Genomics studies frequently involve clustering of molecular data to identify groups, but common clustering methods such as K-means clustering and hierarchical clustering do not determine the number of clusters. Methods for estimating the number of clusters typically focus on identifying the global structure in the data, however the discovery of substructures within clusters may also be of great biological interest. We propose a novel method, Partitioning Algorithm based on Recursive Thresholding (PART), that recursively uncovers distinct subgroups in the groups already identified. Outliers are common in high-dimensional genomics data and may mask the presence of substructure within a cluster.
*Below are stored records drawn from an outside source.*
//! Request payloads and per-call options.
//!
//! # Design Decisions
//! - No global `Content-Type`: the payload decides it per request
//! - Every request gets an `x-request-id` for log correlation

use reqwest::header::{HeaderMap, HeaderName, HeaderValue, CONTENT_TYPE};
use reqwest::RequestBuilder;
use serde::Serialize;
use uuid::Uuid;

use crate::http::error::{ApiError, ApiResult};

/// Header carrying the per-request correlation ID.
pub const X_REQUEST_ID: &str = "x-request-id";

/// Unique identifier for a single outgoing request.
#[derive(Debug, Clone, Copy, PartialEq, Eq)]
pub struct RequestId(Uuid);

impl RequestId {
    /// Generate a new random request ID.
    pub fn new() -> Self {
        Self(Uuid::new_v4())
    }
}

impl Default for RequestId {
    fn default() -> Self {
        Self::new()
    }
}

impl std::fmt::Display for RequestId {
    fn fmt(&self, f: &mut std::fmt::Formatter<'_>) -> std::fmt::Result {
        write!(f, "{}", self.0)
    }
}

/// Body sent with a request.
#[derive(Debug, Clone)]
pub enum Payload {
    /// Serialized as JSON with `application/json`.
    Json(serde_json::Value),
    /// Sent as `application/x-www-form-urlencoded`.
    Form(Vec<(String, String)>),
    /// Sent verbatim with the given content type.
    Bytes {
        content_type: String,
        data: Vec<u8>,
    },
}

impl Payload {
    /// JSON payload from any serializable value.
    pub fn json<T: Serialize + ?Sized>(value: &T) -> ApiResult<Self> {
        serde_json::to_value(value)
            .map(Payload::Json)
            .map_err(|e| ApiError::InvalidInput(format!("payload is not serializable: {e}")))
    }

    pub(crate) fn apply(self, builder: RequestBuilder) -> RequestBuilder {
        match self {
            Payload::Json(value) => builder.json(&value),
            Payload::Form(fields) => builder.form(&fields),
            Payload::Bytes { content_type, data } => {
                builder.header(CONTENT_TYPE, content_type).body(data)
            }
        }
    }
}

/// Per-call options layered on top of the client defaults.
#[derive(Debug, Clone, Default)]
pub struct RequestOptions {
    /// Extra headers; these win over the configured defaults.
    pub headers: Vec<(String, String)>,
    /// Query string parameters appended to the URL.
    pub query: Vec<(String, String)>,
}

impl RequestOptions {
    pub fn new() -> Self {
        Self::default()
    }

    pub fn header(mut self, name: impl Into<String>, value: impl Into<String>) -> Self {
        self.headers.push((name.into(), value.into()));
        self
    }

    pub fn query(mut self, key: impl Into<String>, value: impl Into<String>) -> Self {
        self.query.push((key.into(), value.into()));
        self
    }

    /// Validate and convert the extra headers.
    pub(crate) fn header_map(&self, url: &str) -> ApiResult<HeaderMap> {
        let mut map = HeaderMap::new();
        for (name, value) in &self.headers {
            let header_name =
                HeaderName::from_bytes(name.as_bytes()).map_err(|e| ApiError::Build {
                    url: url.to_string(),
                    reason: format!("invalid header name '{name}': {e}"),
                })?;
            let header_value = HeaderValue::from_str(value).map_err(|e| ApiError::Build {
                url: url.to_string(),
                reason: format!("invalid value for header '{name}': {e}"),
            })?;
            map.insert(header_name, header_value);
        }
        Ok(map)
    }
}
A crucial feature of the algorithm is the introduction of tentative splits of clusters to isolate outliers that might otherwise halt the recursion prematurely. The method is demonstrated on simulated as well as a wide range of real data sets from gene expression microarrays, where the correct clusters were known in advance. When subclusters are present and the variance is large or varies between the clusters, the proposed method performs better than two established global methods on simulated data. On the real data sets the overall performance of PART is superior to the global methods when used in combination with hierarchical clustering. The method is implemented in the R package clusterGenomics and is freely available from CRAN (The Comprehensive R Archive Network).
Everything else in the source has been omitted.